STT Bangkok 1 has 22MW of operational capacity (Image: Google)
Asia Pacific’s co-location data centre pipeline will require more than $116 billion in funding for construction over the next five to seven years as demand for the sector grows, according to Cushman & Wakefield.
The pipeline, which excludes hyperscale projects, stands at 12,452 megawatts under construction or in late-stage planning, the consultancy said in its latest APAC Data Centre Market Update. Using the construction cost of a mid-specification data centre as a benchmark, the total capital required to build out the pipeline sits at $116.2 billion.

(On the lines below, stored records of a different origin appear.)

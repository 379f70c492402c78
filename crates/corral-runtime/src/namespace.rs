use crate::cgroup::{CgroupController, ResourceGroup};
use crate::limits::ResourceLimits;
use crate::process::{child_pids, send_signal, ChildProcess, ExitOutcome, ProcessHandle, ProcessIo};
use crate::provider::{IsolationProvider, LaunchSpec, StdioMode};
use crate::RuntimeError;
use std::fmt::Write as _;
use std::io;
use std::path::PathBuf;
use std::process::{Command, Stdio};
use std::thread;
use std::time::{Duration, Instant};
use tracing::{debug, info, warn};

pub const ENV_CGROUP_PROCS: &str = "CORRAL_CGROUP_PROCS";
pub const ENV_HOSTNAME: &str = "CORRAL_HOSTNAME";
pub const ENV_ROOTFS: &str = "CORRAL_ROOTFS";

/// Exit status of the launch prelude when it could not join the cgroup.
pub const ENROLL_FAILED_EXIT: i32 = 125;
/// Exit status of the init script when /proc could not be mounted.
pub const MOUNT_FAILED_EXIT: i32 = 126;

const INIT_RESOLVE_TIMEOUT: Duration = Duration::from_secs(1);
const INIT_RESOLVE_POLL: Duration = Duration::from_millis(2);

/// Runs as pid 1 of the new namespaces with the workload as "$@".
const INIT_SCRIPT: &str = r#"hostname "$CORRAL_HOSTNAME" 2>/dev/null || echo "$CORRAL_HOSTNAME" > /proc/sys/kernel/hostname 2>/dev/null || true
if [ -n "$CORRAL_ROOTFS" ]; then
  root=$CORRAL_ROOTFS
  mkdir -p "$root/proc"
  mount -t proc proc "$root/proc" || exit 126
  unset CORRAL_ROOTFS CORRAL_HOSTNAME CORRAL_CGROUP_PROCS
  exec chroot "$root" "$@"
fi
mount -t proc proc /proc 2>/dev/null || true
unset CORRAL_ROOTFS CORRAL_HOSTNAME CORRAL_CGROUP_PROCS
exec "$@"
"#;

fn shell_quote(s: &str) -> String {
    // Single-quoting in POSIX shell: replace ' with '\'' then wrap in '
    format!("'{}'", s.replace('\'', "'\\''"))
}

fn build_unshare_args() -> [&'static str; 6] {
    [
        "--pid",
        "--mount",
        "--net",
        "--uts",
        "--fork",
        "--kill-child=SIGTERM",
    ]
}

/// The outer prelude joins the cgroup with its own pid, then execs into
/// `unshare`, so every descendant starts out confined.
fn build_prelude(stdio: StdioMode) -> String {
    let mut script = String::new();
    if stdio == StdioMode::Piped {
        script.push_str("exec 2>&1\n");
    }
    let _ = writeln!(
        script,
        "echo $$ > \"${ENV_CGROUP_PROCS}\" || exit {ENROLL_FAILED_EXIT}"
    );
    let _ = write!(
        script,
        "exec unshare {} /bin/sh -c {} corral-init \"$@\"",
        build_unshare_args().join(" "),
        shell_quote(INIT_SCRIPT)
    );
    script
}

fn build_launch_command(spec: &LaunchSpec, group: &ResourceGroup) -> Command {
    let mut cmd = Command::new("/bin/sh");
    cmd.arg("-c")
        .arg(build_prelude(spec.stdio))
        .arg("corral-launch")
        .arg(&spec.command)
        .args(&spec.args);

    cmd.env(ENV_CGROUP_PROCS, group.procs_path())
        .env(ENV_HOSTNAME, &spec.hostname);
    match &spec.rootfs {
        Some(root) => cmd.env(ENV_ROOTFS, root),
        None => cmd.env_remove(ENV_ROOTFS),
    };

    match spec.stdio {
        StdioMode::Inherit => {
            cmd.stdin(Stdio::inherit())
                .stdout(Stdio::inherit())
                .stderr(Stdio::inherit());
        }
        StdioMode::Null => {
            cmd.stdin(Stdio::null())
                .stdout(Stdio::null())
                .stderr(Stdio::null());
        }
        StdioMode::Piped => {
            cmd.stdin(Stdio::piped())
                .stdout(Stdio::piped())
                .stderr(Stdio::null());
        }
    }
    cmd
}

/// A launched container: the `unshare` process we spawned and the init
/// process it forked into the new pid namespace.
///
/// `unshare` blocks SIGTERM and only forwards its own death, so stop signals
/// go to init directly and SIGKILL goes to the whole group. Exit status is
/// collected from `unshare`, which exits with its child's status.
pub struct NamespaceProcess {
    launcher: ChildProcess,
    init: Option<u32>,
    group: ResourceGroup,
}

impl NamespaceProcess {
    fn launch(mut launcher: ChildProcess, group: ResourceGroup) -> Result<Self, RuntimeError> {
        let init = resolve_init(&mut launcher)?;
        Ok(Self {
            launcher,
            init,
            group,
        })
    }

    /// Pid of the `unshare` process.
    pub fn launcher_pid(&self) -> u32 {
        self.launcher.pid()
    }

    /// Pid of the workload's init process, if it could be identified.
    pub fn init_pid(&self) -> Option<u32> {
        self.init
    }

    fn exited(&mut self) -> Result<bool, RuntimeError> {
        Ok(self.launcher.try_wait()?.is_some())
    }
}

/// Wait for `unshare` to fork its child. `None` if the kernel does not list
/// children or the launcher is already gone.
fn resolve_init(launcher: &mut ChildProcess) -> Result<Option<u32>, RuntimeError> {
    let pid = launcher.pid();
    let deadline = Instant::now() + INIT_RESOLVE_TIMEOUT;
    loop {
        match child_pids(pid) {
            Ok(children) => {
                if let Some(&init) = children.first() {
                    return Ok(Some(init));
                }
            }
            Err(e) if e.kind() == io::ErrorKind::NotFound => {
                debug!("cannot list children of pid {pid}: {e}");
                return Ok(None);
            }
            Err(e) => return Err(e.into()),
        }
        if launcher.try_wait()?.is_some() {
            return Ok(None);
        }
        if Instant::now() >= deadline {
            warn!("pid {pid} has not forked its init process yet");
            return Ok(None);
        }
        thread::sleep(INIT_RESOLVE_POLL);
    }
}

impl ProcessHandle for NamespaceProcess {
    fn pid(&self) -> u32 {
        self.init.unwrap_or_else(|| self.launcher.pid())
    }

    fn terminate(&mut self) -> Result<(), RuntimeError> {
        if self.exited()? {
            return Ok(());
        }
        match self.init {
            Some(init) => send_signal(init, libc::SIGTERM),
            None => self.group.signal_members(libc::SIGTERM).map(|_| ()),
        }
    }

    fn kill(&mut self) -> Result<(), RuntimeError> {
        if self.exited()? {
            return Ok(());
        }
        match self.group.signal_members(libc::SIGKILL) {
            Ok(n) => debug!("sent SIGKILL to {n} members of group {}", self.group.name()),
            Err(e) => {
                warn!("cannot kill group {}: {e}", self.group.name());
                if let Some(init) = self.init {
                    send_signal(init, libc::SIGKILL)?;
                }
            }
        }
        self.launcher.kill()
    }

    fn wait(&mut self) -> Result<ExitOutcome, RuntimeError> {
        self.launcher.wait()
    }

    fn try_wait(&mut self) -> Result<Option<ExitOutcome>, RuntimeError> {
        self.launcher.try_wait()
    }

    fn take_io(&mut self) -> Option<ProcessIo> {
        self.launcher.take_io()
    }
}

/// Production isolation: cgroup v2 groups plus `unshare`-created
/// pid/mount/net/uts namespaces.
#[derive(Debug, Default)]
pub struct NamespaceProvider {
    cgroups: CgroupController,
}

impl NamespaceProvider {
    pub fn new(cgroup_root: impl Into<PathBuf>) -> Self {
        Self {
            cgroups: CgroupController::new(cgroup_root),
        }
    }

    pub fn cgroups(&self) -> &CgroupController {
        &self.cgroups
    }
}

impl IsolationProvider for NamespaceProvider {
    fn name(&self) -> &'static str {
        "namespace"
    }

    fn enroll(&self, group: &str, limits: &ResourceLimits) -> Result<ResourceGroup, RuntimeError> {
        self.cgroups.enroll(group, limits)
    }

    fn release(&self, group: &ResourceGroup) {
        self.cgroups.release(group);
    }

    fn spawn(
        &self,
        spec: &LaunchSpec,
        group: &ResourceGroup,
    ) -> Result<Box<dyn ProcessHandle>, RuntimeError> {
        if let Some(root) = &spec.rootfs {
            if !root.is_dir() {
                return Err(RuntimeError::Namespace(format!(
                    "root filesystem {} does not exist",
                    root.display()
                )));
            }
        }

        let mut cmd = build_launch_command(spec, group);
        debug!("launching {} in group {}", spec.command, group.name());
        let child = cmd.spawn().map_err(|e| {
            RuntimeError::Namespace(format!("failed to spawn isolation launcher: {e}"))
        })?;
        let mut handle = ChildProcess::new(child);
        let pid = handle.pid();

        // The prelude already joined; confirm from here so an enrollment
        // failure surfaces as an error instead of a short-lived container.
        if let Err(e) = self.cgroups.attach(group, pid) {
            match handle.try_wait()? {
                Some(ExitOutcome::Code(ENROLL_FAILED_EXIT)) => {
                    return Err(RuntimeError::Resource(format!(
                        "process could not join group {}",
                        group.name()
                    )));
                }
                Some(outcome) => {
                    debug!("pid {pid} exited before attach confirmation: {outcome:?}");
                }
                None => {
                    warn!("pid {pid} is running outside its group, killing it");
                    let _ = handle.kill();
                    let _ = handle.wait();
                    return Err(e);
                }
            }
        }

        let process = NamespaceProcess::launch(handle, group.clone())?;
        info!(
            "started {} ({}): launcher pid {pid}, init pid {}",
            spec.hostname,
            spec.command,
            process.pid()
        );
        Ok(Box::new(process))
    }
}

By Cushman & Wakefield’s estimates, the pipeline can generate more than $14.9 billion in annual co-location rent and achieve a nearly 13 percent yield-on-cost ratio for developers. The findings come after data centres made up a record-high 11 percent share of investment volume in APAC commercial real estate during 2024, the consultancy said, citing MSCI data.
“The investment potential of the sector has well and truly captured the attention of investors, as evidenced by the sector’s increasing share of annual real estate investment volumes,” the report’s author, APAC data centre research head Pritesh Swamy, said in a release.
Consolidation Likely
More than 80 percent of the 12.5-gigawatt pipeline is held in the five key markets of Japan, India, Australia, mainland China and Malaysia, according to Cushman & Wakefield.

Pritesh Swamy, APAC data centre research head at Cushman & Wakefield
At the city level, Tokyo has the biggest pipeline at 1,656MW, followed by Mumbai (1,143MW), Johor (1,049MW), Sydney (783MW) and Beijing (613 MW). In these cities, gross yield on cost rises to 14 percent, the consultancy said.
“We have seen these investments rapidly evolve from smaller plays on, for example, a piece of land, to larger-scale deployments requiring consortiums that bring together a number of different positions,” said Gordon Marsden, head of capital markets for Asia Pacific at Cushman & Wakefield. “We do expect to see consolidation as the sector matures, but for now at least, the capital requirements mean the sector continues to attract vast capital at a faster rate than other asset classes” in commercial real estate.
In terms of capital requirements to complete the development pipeline, Japan leads with $35.4 billion needed for its 2,678MW of capacity, followed by India ($16.4 billion for 2,299MW), Australia ($15.5 billion for 1,610MW), mainland China ($13.4 billion for 1,891MW) and Malaysia ($11.6 billion for 1,319MW).
Southeast Asia Powers Up
For 2025, Cushman & Wakefield sees the highest growth in Southeast Asia as Indonesia, Malaysia and Thailand emerge as key regional hubs, supported by expanding digital economies and government incentives.
Malaysia’s powerhouse market of Johor, near Singapore, added 300MW of new capacity in 2024 — a 330 percent annual increase, according to the report. The momentum has continued this year with Singapore-based ST Telemedia Global Data Centres breaking ground last month on the first facility of its 120MW campus in Johor’s Iskandar Puteri.
STT GDC on Monday announced the start of construction on its third data centre in Bangkok, a market where operational data centre capacity grew from 59MW in December 2023 to 105MW at the end of last year, per Cushman & Wakefield.
The new data centre, known as STT Bangkok 2, has a development potential of 24MW and is expected to enter service by the fourth quarter of 2026, said Temasek-backed STT GDC.
The facility expands the STT Bangkok Data Centre Campus in the capital’s eastern outskirts from the operational 22MW at STT Bangkok 1. The group’s STT Bangkok 3, located within the One Bangkok mixed-use complex near the central business district, provides an additional 2MW.